- [What is needed]: In the material below, the lines containing the word "list" are required; copy each of them.

- [Records supplied]:
_ _ _ _

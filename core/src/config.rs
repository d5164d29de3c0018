//! Client configuration.

use serde::Deserialize;

use crate::error::ConfigError;
use crate::schema::Kind;

pub const DEFAULT_BASE_URL: &str = "https://www.wanikani.com/api/v2";

pub const ENV_API_KEY: &str = "WANIKANI_API_KEY";
pub const ENV_BASE_URL: &str = "WANIKANI_BASE_URL";
pub const ENV_ENDPOINTS: &str = "WANIKANI_ENDPOINTS";

/// Base URL, credential and endpoint list for a `WaniKaniClient`.
#[derive(Debug, Clone, PartialEq, Eq, Deserialize)]
pub struct ClientConfig {
    #[serde(default = "default_base_url")]
    pub base_url: String,
    pub api_key: String,
    /// Endpoints fetched by a refresh, in issue order.
    #[serde(default = "default_endpoints")]
    pub endpoints: Vec<Kind>,
}

fn default_base_url() -> String {
    DEFAULT_BASE_URL.to_string()
}

fn default_endpoints() -> Vec<Kind> {
    Kind::ALL.to_vec()
}

impl ClientConfig {
    pub fn new(api_key: impl Into<String>) -> Self {
        Self {
            base_url: default_base_url(),
            api_key: api_key.into(),
            endpoints: default_endpoints(),
        }
    }

    pub fn with_base_url(mut self, base_url: impl Into<String>) -> Self {
        self.base_url = base_url.into();
        self
    }

    pub fn with_endpoints(mut self, endpoints: impl IntoIterator<Item = Kind>) -> Self {
        self.endpoints = endpoints.into_iter().collect();
        self
    }

    /// Read `WANIKANI_API_KEY` (required), `WANIKANI_BASE_URL` and
    /// `WANIKANI_ENDPOINTS` (comma-separated, e.g. `reviews,summary`).
    pub fn from_env() -> Result<Self, ConfigError> {
        Self::from_lookup(|name| std::env::var(name).ok())
    }

    /// Same as `from_env` with an arbitrary variable source.
    pub fn from_lookup<F>(lookup: F) -> Result<Self, ConfigError>
    where
        F: Fn(&str) -> Option<String>,
    {
        let api_key = lookup(ENV_API_KEY).ok_or(ConfigError::MissingApiKey)?;
        let mut config = Self::new(api_key);
        if let Some(base_url) = lookup(ENV_BASE_URL) {
            config.base_url = base_url;
        }
        if let Some(list) = lookup(ENV_ENDPOINTS) {
            config.endpoints = parse_endpoints(&list)?;
        }
        config.validate()?;
        Ok(config)
    }

    pub fn validate(&self) -> Result<(), ConfigError> {
        if self.api_key.trim().is_empty() {
            return Err(ConfigError::MissingApiKey);
        }
        if !(self.base_url.starts_with("http://") || self.base_url.starts_with("https://")) {
            return Err(ConfigError::Invalid(format!(
                "base_url must be an http(s) URL, got {:?}",
                self.base_url
            )));
        }
        Ok(())
    }
}

fn parse_endpoints(list: &str) -> Result<Vec<Kind>, ConfigError> {
    list.split(',')
        .filter(|s| !s.trim().is_empty())
        .map(|s| s.parse::<Kind>().map_err(ConfigError::Invalid))
        .collect()
}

_ _ _ _

- [Task solution]:
/// Base URL, credential and endpoint list for a `WaniKaniClient`.
        if let Some(list) = lookup(ENV_ENDPOINTS) {
            config.endpoints = parse_endpoints(&list)?;
fn parse_endpoints(list: &str) -> Result<Vec<Kind>, ConfigError> {
    list.split(',')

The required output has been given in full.